Review Article - (2017) Volume 6, Issue 1

Reducing Cardiac Fibrosis: Na/K-ATPase Signaling Complex as a Novel Target

Fan X, Xie J and Tian J*
Department of Medicine, Center for Hypertension and Personalized Medicine, University of Toledo, Ohio 43614, USA
*Corresponding Author: Tian J, Associate Professor, Department of Medicine, Center for Hypertension and Personalized Medicine, University of Toledo, 3000 Arlington Ave. Mail Stop: 1025 Toledo, Ohio 43614, USA, Tel: 419-383-3510, Fax: 419-383-2871 Email:

Abstract

Cardiac fibrosis is a common pathological process in cardiac disease and may lead to heart failure. It can also cause sudden death even in those without cardiac symptoms. Tissue fibrosis can be categorized into two categories: replacement fibrosis (also called reparative fibrosis) and reactive fibrosis. In replacement fibrosis, infiltration of inflammatory cells and accumulation of Extracellular Matrix (ECM) proteins are the initial steps in forming scarlike fibrotic tissue after acute cardiac injury and cardiac cell necrosis. Reactive fibrosis can be formed in response to hormonal change and pressure or volume overload. Experimental studies in animals have identified important pathways such as the Renin-Angiotensin-Aldosterone System (RAAS) and the endothelin pathway that contribute to fibrosis formation. Despite the fact that clinical trials using RAAS inhibitors as therapies for reducing cardiac fibrosis and improving cardiac function have been promising, heart failure is still the leading cause of deaths in the United States. Intensive efforts have been made to find novel targets and to develop new treatments for cardiac fibrosis and heart failure in the past few decades. The Na/K-ATPase, a canonical ion transporter, has been shown to also function as a signal transducer and prolonged activation of Na/K-ATPase signaling has been found to promote the formation of cardiac fibrosis. Novel tools that block the activation of Na/K-ATPase signaling have been developed and have shown promise in reducing cardiac fibrosis. This review will discuss the recent development of novel molecular targets, focusing on the Na/K-ATPase signaling complex as a therapeutic target in treatment of cardiac fibrosis.

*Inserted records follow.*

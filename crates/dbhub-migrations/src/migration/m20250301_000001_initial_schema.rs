//! Initial metadata schema
//!
//! - `users`: account name, object store bucket and display preferences
//! - `sessions`: signed-in session tokens
//! - `databases`: one row per (owner, database name)
//! - `database_versions`: one row per stored file, never updated

use sea_orm_migration::prelude::*;

#[derive(DeriveMigrationName)]
pub struct Migration;

#[async_trait::async_trait]
impl MigrationTrait for Migration {
    async fn up(&self, manager: &SchemaManager) -> Result<(), DbErr> {
        manager
            .create_table(
                Table::create()
                    .table(Users::Table)
                    .if_not_exists()
                    .col(
                        ColumnDef::new(Users::Id)
                            .integer()
                            .not_null()
                            .auto_increment()
                            .primary_key(),
                    )
                    .col(
                        ColumnDef::new(Users::Username)
                            .string()
                            .not_null()
                            .unique_key(),
                    )
                    .col(ColumnDef::new(Users::Email).string().not_null())
                    .col(ColumnDef::new(Users::PasswordHash).string().null())
                    .col(ColumnDef::new(Users::MinioBucket).string().not_null())
                    .col(
                        ColumnDef::new(Users::PrefMaxRows)
                            .integer()
                            .not_null()
                            .default(10),
                    )
                    .col(
                        ColumnDef::new(Users::CreatedAt)
                            .timestamp_with_time_zone()
                            .not_null()
                            .default(Expr::current_timestamp()),
                    )
                    .col(
                        ColumnDef::new(Users::UpdatedAt)
                            .timestamp_with_time_zone()
                            .not_null()
                            .default(Expr::current_timestamp()),
                    )
                    .to_owned(),
            )
            .await?;

        manager
            .create_table(
                Table::create()
                    .table(Sessions::Table)
                    .if_not_exists()
                    .col(
                        ColumnDef::new(Sessions::Id)
                            .integer()
                            .not_null()
                            .auto_increment()
                            .primary_key(),
                    )
                    .col(
                        ColumnDef::new(Sessions::SessionToken)
                            .string()
                            .not_null()
                            .unique_key(),
                    )
                    .col(ColumnDef::new(Sessions::Username).string().not_null())
                    .col(
                        ColumnDef::new(Sessions::ExpiresAt)
                            .timestamp_with_time_zone()
                            .not_null(),
                    )
                    .col(
                        ColumnDef::new(Sessions::CreatedAt)
                            .timestamp_with_time_zone()
                            .not_null()
                            .default(Expr::current_timestamp()),
                    )
                    .foreign_key(
                        ForeignKey::create()
                            .name("fk_sessions_username")
                            .from(Sessions::Table, Sessions::Username)
                            .to(Users::Table, Users::Username)
                            .on_delete(ForeignKeyAction::Cascade),
                    )
                    .to_owned(),
            )
            .await?;

        manager
            .create_table(
                Table::create()
                    .table(Databases::Table)
                    .if_not_exists()
                    .col(
                        ColumnDef::new(Databases::Id)
                            .integer()
                            .not_null()
                            .auto_increment()
                            .primary_key(),
                    )
                    .col(
                        ColumnDef::new(Databases::Username)
                            .string()
                            .not_null(),
                    )
                    .col(
                        ColumnDef::new(Databases::Folder)
                            .string()
                            .not_null()
                            .default("/"),
                    )
                    .col(ColumnDef::new(Databases::Dbname).string().not_null())
                    .col(
                        ColumnDef::new(Databases::MinioBucket)
                            .string()
                            .not_null(),
                    )
                    .col(
                        ColumnDef::new(Databases::LastModified)
                            .timestamp_with_time_zone()
                            .not_null()
                            .default(Expr::current_timestamp()),
                    )
                    .col(
                        ColumnDef::new(Databases::CreatedAt)
                            .timestamp_with_time_zone()
                            .not_null()
                            .default(Expr::current_timestamp()),
                    )
                    .foreign_key(
                        ForeignKey::create()
                            .name("fk_databases_username")
                            .from(Databases::Table, Databases::Username)
                            .to(Users::Table, Users::Username)
                            .on_delete(ForeignKeyAction::Cascade),
                    )
                    .to_owned(),
            )
            .await?;

        manager
            .create_index(
                Index::create()
                    .name("idx_databases_owner_name_unique")
                    .table(Databases::Table)
                    .col(Databases::Username)
                    .col(Databases::Dbname)
                    .unique()
                    .to_owned(),
            )
            .await?;

        manager
            .create_table(
                Table::create()
                    .table(DatabaseVersions::Table)
                    .if_not_exists()
                    .col(
                        ColumnDef::new(DatabaseVersions::Id)
                            .integer()
                            .not_null()
                            .auto_increment()
                            .primary_key(),
                    )
                    .col(ColumnDef::new(DatabaseVersions::DbId).integer().not_null())
                    .col(
                        ColumnDef::new(DatabaseVersions::Version)
                            .integer()
                            .not_null(),
                    )
                    .col(
                        ColumnDef::new(DatabaseVersions::Size)
                            .big_integer()
                            .not_null(),
                    )
                    .col(ColumnDef::new(DatabaseVersions::Sha256).string().not_null())
                    .col(
                        ColumnDef::new(DatabaseVersions::Public)
                            .boolean()
                            .not_null()
                            .default(false),
                    )
                    .col(
                        ColumnDef::new(DatabaseVersions::MinioId)
                            .string()
                            .not_null(),
                    )
                    .col(
                        ColumnDef::new(DatabaseVersions::LastModified)
                            .timestamp_with_time_zone()
                            .not_null()
                            .default(Expr::current_timestamp()),
                    )
                    .foreign_key(
                        ForeignKey::create()
                            .name("fk_database_versions_db")
                            .from(DatabaseVersions::Table, DatabaseVersions::DbId)
                            .to(Databases::Table, Databases::Id)
                            .on_delete(ForeignKeyAction::Cascade),
                    )
                    .to_owned(),
            )
            .await?;

        // Versions are unique per database; also serves the "latest" lookup
        manager
            .create_index(
                Index::create()
                    .name("idx_database_versions_db_version_unique")
                    .table(DatabaseVersions::Table)
                    .col(DatabaseVersions::DbId)
                    .col(DatabaseVersions::Version)
                    .unique()
                    .to_owned(),
            )
            .await?;

        Ok(())
    }

    async fn down(&self, manager: &SchemaManager) -> Result<(), DbErr> {
        manager
            .drop_table(Table::drop().table(DatabaseVersions::Table).to_owned())
            .await?;
        manager
            .drop_table(Table::drop().table(Databases::Table).to_owned())
            .await?;
        manager
            .drop_table(Table::drop().table(Sessions::Table).to_owned())
            .await?;
        manager
            .drop_table(Table::drop().table(Users::Table).to_owned())
            .await?;
        Ok(())
    }
}

#[derive(DeriveIden)]
enum Users {
    Table,
    Id,
    Username,
    Email,
    PasswordHash,
    MinioBucket,
    PrefMaxRows,
    CreatedAt,
    UpdatedAt,
}

#[derive(DeriveIden)]
enum Sessions {
    Table,
    Id,
    SessionToken,
    Username,
    ExpiresAt,
    CreatedAt,
}

#[derive(DeriveIden)]
enum Databases {
    Table,
    Id,
    Username,
    Folder,
    Dbname,
    MinioBucket,
    LastModified,
    CreatedAt,
}

#[derive(DeriveIden)]
enum DatabaseVersions {
    Table,
    Id,
    DbId,
    Version,
    Size,
    Sha256,
    Public,
    MinioId,
    LastModified,
}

Keywords: Cardia fibrosis; Na/K-ATPase; Signaling; Therapeutic target

Introduction

Cardiac fibrosis is a significant health issue and a common pathological process in cardiac disease that eventually leads to heart failure [1]. Both experimental and clinical data have shown that formation of fibrotic scar tissue increases cardiac stiffness, whereas regression of fibrosis improves cardiac function [2,3]. Several categories of drugs have been developed to treat cardiac fibrosis and cardiac failure in clinics. However, there remains a major gap in elucidating the mechanisms of cardiac fibrosis and its association with heart failure, which is still the leading cause of deaths in the United States [4]. Therefore, the discovery of novel molecular targets is essential for improving patient outcomes. The Na/K-ATPase is an important transmembrane protein and is critical for maintaining ion homeostasis across the cell membrane. In the past 20 years, studies have revealed that the Na/K-ATPase can also complex with neighboring proteins and function as a signaling transducer that regulates a variety of signaling events such as the activation of Src kinase and NFκB, and the generation of reactive oxygen species [5]. Recent studies have further demonstrated that prolonged activation of Na/K-ATPase signaling promotes cardiac fibroblast proliferation, increased collagen synthesis, and contributes to the pathogenesis of cardiac fibrosis in different animal models. Therefore, components of the Na/K-ATPase signaling pathway can be novel therapeutic targets in the treatment of cardiac fibrosis and related cardiac diseases. This review will discuss the recent developments in the treatment of cardiac fibrosis with a focus on the findings that Na/K-ATPase signaling complex is a novel target for drug development.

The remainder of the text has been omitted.